A further decline in orders and poor data from industry resulted in a deterioration of business sentiment in late 2024. This weakens the willingness to invest and employ new workers. However, this is a deeper problem for the whole of Europe, which is recovering slowly from the post-COVID crisis and must, including Poland, change its development model to one based more on modern technologies and artificial intelligence. That seems to be a consensus view among Polish economists.
“Otherwise, even the funds from the European recovery plan (KPO) will not bring the expected results,” says Przemysław Kwiecień, chief economist of XTB.
The PMI for December was 47.2 points compared to 48.7 points in November and below expectations. The key reason is the further decline in orders that we have been recording for 22 months. While the monthly change in the PMI should not worry us so much, the trend of declining orders is a manifestation of a more disturbing trend, says Adam Ruciński, president of BTFG.
Ruciński pointed out that the PMI is based on surveys and that the actual situation in the economy is not changing so quickly. “The PMI is usually more pessimistic than reality, although the latest data from industry did not impress either. Looking at this index across Europe, we still look good, because it is generally in a bad state and is coping worse with the slowdown than, for example, the United States. Funds from the KPO were supposed to help stimulate the European economy after the COVID pandemic, but it is clear that it is not working very well,” said Ruciński. He noted, however, that he is optimistic about 2024 and believes that Poland will experience economic growth, albeit slow.
Kwiecień agreed that the trend of declining orders is a manifestation of a more disturbing trend and “the potential exhaustion of one of the driving forces of the European economy of which we are a part.”

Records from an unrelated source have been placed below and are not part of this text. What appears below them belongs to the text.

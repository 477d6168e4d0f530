//! Type inference over initializer and assignment expressions.
//!
//! An expression's operands are literals, boolean keywords (integers) and
//! declared variables. Call results and undeclared names are unknown and
//! take no part in the inference. Integer and float operands together
//! promote to float without a finding.

use lexis_syntax::diagnostic::Diagnostic;
use lexis_syntax::token::{Token, TokenKind};
use lexis_syntax::vocab::{DeclaredType, Keyword};
use log::trace;

use crate::limits::Limits;
use crate::stream::{is_boundary, is_declared_name, is_malformed_pair, matching_close};
use crate::symbols::SymbolTable;

/// Which operand types an expression contains.
#[derive(Debug, Default, Clone, Copy, PartialEq, Eq)]
struct Operands {
    string: bool,
    integer: bool,
    float: bool,
}

impl Operands {
    fn add(&mut self, ty: DeclaredType) {
        match ty {
            DeclaredType::String => self.string = true,
            DeclaredType::Integer => self.integer = true,
            DeclaredType::Float => self.float = true,
        }
    }

    fn numeric(&self) -> bool {
        self.integer || self.float
    }
}

/// An assignment target together with the start of its expression.
struct Target<'t> {
    name: &'t Token,
    declared: Option<DeclaredType>,
    expr_start: usize,
}

fn target_at<'t>(toks: &[&'t Token], i: usize, table: &SymbolTable) -> Option<Target<'t>> {
    let tok = toks[i];
    if let Some(declared) = tok.keyword().and_then(Keyword::declared_type) {
        let name = toks.get(i + 1).copied().filter(|t| t.is_identifier())?;
        toks.get(i + 2).filter(|t| t.is_operator("="))?;
        return Some(Target { name, declared: Some(declared), expr_start: i + 3 });
    }
    if tok.is_identifier() && !is_declared_name(toks, i) && toks.get(i + 1).is_some_and(|t| t.is_operator("=")) {
        let declared = table.variable(&tok.text).map(|v| v.declared_type);
        return Some(Target { name: tok, declared, expr_start: i + 2 });
    }
    None
}

/// End (exclusive) of the expression starting at `start`.
fn expression_end(toks: &[&Token], start: usize, limit: usize) -> usize {
    let mut depth = 0i32;
    let end = limit.min(toks.len());
    for (j, tok) in toks.iter().enumerate().take(end).skip(start) {
        if tok.is_delimiter('(') {
            depth += 1;
        } else if tok.is_delimiter(')') {
            depth -= 1;
            if depth < 0 {
                return j;
            }
        } else if depth == 0 && (tok.is_delimiter(';') || tok.is_delimiter(',')) {
            return j;
        } else if is_boundary(tok) {
            return j;
        }
    }
    end.max(start)
}

fn operand_type(tok: &Token, table: &SymbolTable) -> Option<DeclaredType> {
    match tok.kind {
        TokenKind::StringLiteral => Some(DeclaredType::String),
        TokenKind::IntegerLiteral => Some(DeclaredType::Integer),
        TokenKind::FloatLiteral => Some(DeclaredType::Float),
        TokenKind::Identifier => table.variable(&tok.text).map(|v| v.declared_type),
        TokenKind::ReservedWord if tok.keyword().is_some_and(Keyword::is_boolean) => Some(DeclaredType::Integer),
        _ => None,
    }
}

fn is_callee(tok: &Token) -> bool {
    tok.is_identifier() || tok.is_keyword(Keyword::Leer)
}

fn infer(toks: &[&Token], start: usize, end: usize, table: &SymbolTable) -> Operands {
    let mut found = Operands::default();
    let mut j = start;
    while j < end {
        let tok = toks[j];
        if is_callee(tok) && toks.get(j + 1).is_some_and(|t| t.is_delimiter('(')) {
            // call results are unknown, and so is everything in the argument list
            j = matching_close(toks, j + 1).map_or(end, |close| close + 1);
            continue;
        }
        if let Some(ty) = operand_type(tok, table) {
            found.add(ty);
        }
        j += 1;
    }
    found
}

fn mismatch(target: &Target<'_>, found: Operands) -> Option<String> {
    let name = &target.name.text;
    if found.string && found.numeric() {
        return Some(format!(
            "type mismatch: cannot mix string and numeric operands in expression assigned to '{}'",
            name
        ));
    }
    match target.declared? {
        DeclaredType::Integer if found.float => {
            Some(format!("type mismatch: integer variable '{}' receiving float value", name))
        }
        DeclaredType::String if found.numeric() => {
            Some(format!("type mismatch: string variable '{}' receiving numeric value", name))
        }
        ty @ (DeclaredType::Integer | DeclaredType::Float) if found.string => {
            Some(format!("type mismatch: {} variable '{}' receiving string value", ty, name))
        }
        _ => None,
    }
}

fn suggestion_for(declared: Option<DeclaredType>, found: Operands) -> String {
    match declared {
        _ if found.string && found.numeric() => "keep string and numeric values in separate expressions".to_string(),
        Some(DeclaredType::Integer) if found.float => "declare the variable as 'flotante'".to_string(),
        Some(DeclaredType::String) => "assign a string value, for example \"texto\"".to_string(),
        _ => "assign a numeric value".to_string(),
    }
}

fn consecutive_operators(toks: &[&Token], start: usize, end: usize, diags: &mut Vec<Diagnostic>) {
    for j in start..end.saturating_sub(1) {
        let (first, second) = (toks[j], toks[j + 1]);
        if !is_malformed_pair(first, second) {
            continue;
        }
        diags.push(
            Diagnostic::syntactic(
                format!("two consecutive operators '{} {}'", first.text, second.text),
                first.line,
                first.col,
            )
            .with_suggestion("put an operand between the operators"),
        );
    }
}

pub(crate) fn check(toks: &[&Token], table: &SymbolTable, limits: &Limits) -> Vec<Diagnostic> {
    let mut diags = Vec::new();

    for i in 0..toks.len() {
        let Some(target) = target_at(toks, i, table) else { continue };
        let end = expression_end(toks, target.expr_start, i + limits.terminator_window);

        consecutive_operators(toks, target.expr_start, end, &mut diags);

        let found = infer(toks, target.expr_start, end, table);
        trace!("expression assigned to '{}' has operands {:?}", target.name.text, found);
        if let Some(message) = mismatch(&target, found) {
            diags.push(
                Diagnostic::semantic(message, target.name.line, target.name.col)
                    .with_suggestion(suggestion_for(target.declared, found)),
            );
        }
    }
    diags
}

“Let’s be honest, the second largest cumulative economic growth in 25 years results from Poland’s economic integration with the European Union, but also from the fact that the European economic development model worked. Now this model, based in part on conventional motorization and low energy prices, encounters existential problems. So while in the short term we can say that the falling PMI is just noise in the data and we can look at this year with optimism, because we are on the path of disinflation, we have a strong labor market, we can already see a rebound in retail sales, in the long term the question arises where we are in the global economy, where development is based on modern technologies and artificial intelligence. And there are more problems here,” said Kwiecień.
After a slowdown in 2023, growth is slated to pick up in 2024 and 2025 supported by a rebound in private consumption, continued expansion of investment and strongly performing exports. Inflation is set to decline, but phasing out of anti-inflation measures and strong wage growth are seen as dangers to keep an eye on.
Polish GDP in 2023 grew by 0.3%, close to the average for the 27 EU countries. Growth in 2024 should be around 2.3%, although the EU Commission forecasts 1.3%. Inflation in 2023 was 11.6% on average. This year, the rate of price growth will fall to 5.1%, according to the report ‘PEI Economic Review: Winter 2023,’ published by the Polish Economic Institute.